Each case will have its own unique set of circumstances and you will need the assistance of an experienced family law specialist to identify a realistic and achievable range of options. Those options will be formulated by reference to:‑
- the section 25 factors (see above);
- previous decided cases;
- your own reasonable preferences.
Do I need to issue proceedings?
You should always attempt to negotiate a reasonable settlement before embarking upon a formal application within divorce proceedings. The negotiation process can take many forms including:‑
- Direct discussions between you and your spouse;
- Communication between solicitors;
- Mediation – essentially a forum within which you and your spouse try to agree as much as possible in a series of meetings with an independent Mediator;
- Collaborative process – where separating couples meet, with their lawyers, and discuss matters with a view to reaching an agreement.
However, if negotiations founder for one reason or another, court proceedings can be taken, the procedure for which is as follows:‑
- A formal application is lodged (Form A) with the court, the fee for which at present is £255
- The court then fixes a standard timetable of steps to be taken up to and including an initial attendance at court (the First Directions Appointment – FDA) which will be scheduled not less than 12 nor more than 16 weeks after the Form A is lodged with the court.
Filing and exchange (with you spouse’s representative) of the following:‑
(1) Form E (financial data and documentation);
- Questions arising from your spouses Form E;
- Statement of Issues;
- Costs estimate.
- At the FDA (which both parties and legal advisers must attend) the District Judge will consider the adequacy of the documents filed and in particular whether any further evidence is required. If so he will give directions for such evidence to be obtained and schedule a further hearing to discuss settlement proposals. That appointment is known as a Financial Dispute Resolution (FDR) hearing.

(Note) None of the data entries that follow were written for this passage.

use std::fmt;
use std::path::PathBuf;
use thiserror::Error;

/// Exit codes for the CLI application.
///
/// These codes allow scripts to distinguish between different
/// types of failures and successes.
#[derive(Debug, Clone, Copy, PartialEq, Eq)]
#[repr(i32)]
pub enum ExitCode {
    /// Success
    Success = 0,
    /// `show --strict` found compatibility warnings in the build
    CompatibilityWarnings = 1,
    /// Invalid command-line arguments (clap parsing errors)
    InvalidArguments = 2,
    /// Application error (catalog error, network error, file I/O error, etc.)
    ApplicationError = 3,
}

impl ExitCode {
    /// Convert to i32 for use with std::process::exit
    pub fn as_i32(self) -> i32 {
        self as i32
    }
}

impl fmt::Display for ExitCode {
    fn fmt(&self, f: &mut fmt::Formatter<'_>) -> fmt::Result {
        match self {
            ExitCode::Success => write!(f, "Success (0)"),
            ExitCode::CompatibilityWarnings => write!(f, "Compatibility Warnings (1)"),
            ExitCode::InvalidArguments => write!(f, "Invalid Arguments (2)"),
            ExitCode::ApplicationError => write!(f, "Application Error (3)"),
        }
    }
}

/// Application-specific errors for catalog loading and build management.
///
/// Uses thiserror to derive Display and Error traits automatically,
/// keeping the user-facing messages next to the variants.
#[derive(Debug, Error)]
pub enum BuildError {
    #[error("Catalog for '{category}' not found: {path}\n\n💡 Hint: Provide <category>.json or <category>.toml in the catalog directory, or set --catalog-dir")]
    CatalogNotFound { category: String, path: PathBuf },

    #[error("Failed to parse catalog: {path}\nDetails: {details}\n\n💡 Hint: Each record needs at least an 'id' and a 'name' field")]
    CatalogParseError { path: PathBuf, details: String },

    #[error("Duplicate component id '{id}' in the {category} catalog\n\n💡 Hint: Component ids must be unique within a category")]
    DuplicateComponentId { category: String, id: String },

    #[error("No {category} component with id '{id}'\n\n💡 Hint: Run `pc-builder list {category}` to see available ids")]
    ComponentNotFound { category: String, id: String },

    #[error("Failed to write to file: {path}\nDetails: {details}\n\n💡 Hint: Please verify that the directory exists and you have write permissions")]
    FileWriteError { path: PathBuf, details: String },

    #[error("Failed to read file: {path}\nDetails: {details}\n\n💡 Hint: Please verify that the file exists and you have read permissions")]
    FileReadError { path: PathBuf, details: String },

    /// Validation error for requests and configuration
    #[error("Validation error: {message}")]
    Validation { message: String },

    #[error("Security violation: {path}\nReason: {reason}\n\n💡 Hint: {hint}")]
    SecurityError {
        path: PathBuf,
        reason: String,
        hint: String,
    },
}

#[cfg(test)]
mod tests {
    use super::*;

    #[test]
    fn test_exit_code_values() {
        assert_eq!(ExitCode::Success.as_i32(), 0);
        assert_eq!(ExitCode::CompatibilityWarnings.as_i32(), 1);
        assert_eq!(ExitCode::InvalidArguments.as_i32(), 2);
        assert_eq!(ExitCode::ApplicationError.as_i32(), 3);
    }

    #[test]
    fn test_exit_code_display() {
        assert_eq!(format!("{}", ExitCode::Success), "Success (0)");
        assert_eq!(
            format!("{}", ExitCode::CompatibilityWarnings),
            "Compatibility Warnings (1)"
        );
        assert_eq!(
            format!("{}", ExitCode::ApplicationError),
            "Application Error (3)"
        );
    }

    #[test]
    fn test_catalog_not_found_display() {
        let error = BuildError::CatalogNotFound {
            category: "cpu".to_string(),
            path: PathBuf::from("/catalog/cpu.json"),
        };
        let display = format!("{}", error);
        assert!(display.contains("Catalog for 'cpu' not found"));
        assert!(display.contains("/catalog/cpu.json"));
        assert!(display.contains("💡 Hint:"));
    }

    #[test]
    fn test_duplicate_component_id_display() {
        let error = BuildError::DuplicateComponentId {
            category: "case".to_string(),
            id: "case-1".to_string(),
        };
        let display = format!("{}", error);
        assert!(display.contains("Duplicate component id 'case-1'"));
        assert!(display.contains("case catalog"));
    }

    #[test]
    fn test_component_not_found_display() {
        let error = BuildError::ComponentNotFound {
            category: "gpu".to_string(),
            id: "gpu-404".to_string(),
        };
        let display = format!("{}", error);
        assert!(display.contains("No gpu component with id 'gpu-404'"));
        assert!(display.contains("pc-builder list gpu"));
    }

    #[test]
    fn test_file_write_error_display() {
        let error = BuildError::FileWriteError {
            path: PathBuf::from("/test/build.json"),
            details: "Permission denied".to_string(),
        };
        let display = format!("{}", error);
        assert!(display.contains("Failed to write to file"));
        assert!(display.contains("Permission denied"));
    }

    #[test]
    fn test_security_error_display() {
        let error = BuildError::SecurityError {
            path: PathBuf::from("/test/symlink"),
            reason: "Symbolic links are not allowed".to_string(),
            hint: "Use a regular file instead".to_string(),
        };
        let display = format!("{}", error);
        assert!(display.contains("Security violation"));
        assert!(display.contains("Use a regular file instead"));
    }
}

- At the FDR, the District Judge will encourage and assist the parties to reach an agreement/settlement if possible. The idea is to avoid the cost and uncertainty associated with a Final Hearing.
- If no agreement is reached, the court will timetable a Final Hearing at which formal evidence will be heard before the District Judge makes a decision and delivers his judgment.
What happens if we reach an agreement before the final hearing?
Although formal financial remedy proceedings are issued in a large number of cases, the vast majority will “settle” without the need for Final Hearing. In those circumstances, a “Consent Order” is drafted and lodged with the court for approval. Provided that the settlement is fair, the court would normally approve the order without the need for any attendance at court.
How much will it cost?
At your first appointment, we will give you an estimate of the likely cost, including details of the way in which the charges are calculated. For the sake of clarity, you will receive written confirmation and, as the case progresses, regular updates. Such will enable you to be absolutely clear about your actual and anticipated costs.
The usual rule in financial remedy cases is for each party to be responsible for his/her own legal fees. However, during the proceedings you may make an open offer to your spouse to settle. If your spouse turns down the offer and the matter proceeds to an hearing at which he/she does not obtain greater provision than that contained in your offer, we can invite the judge to order that in addition to his/her own costs, your spouse should make a significant contribution to yours. You should not make any offers to settle without reference to a solicitor.
What happens if I re-marry?
There would be serious consequences if you do so without first having made a formal application for financial relief against your ex-husband. If you propose to re-marry and have not obtained a financial order arising from your first marriage you should seek specific advice. In addition, any spousal maintenance order you obtain from your first husband would be extinguished upon re-marriage.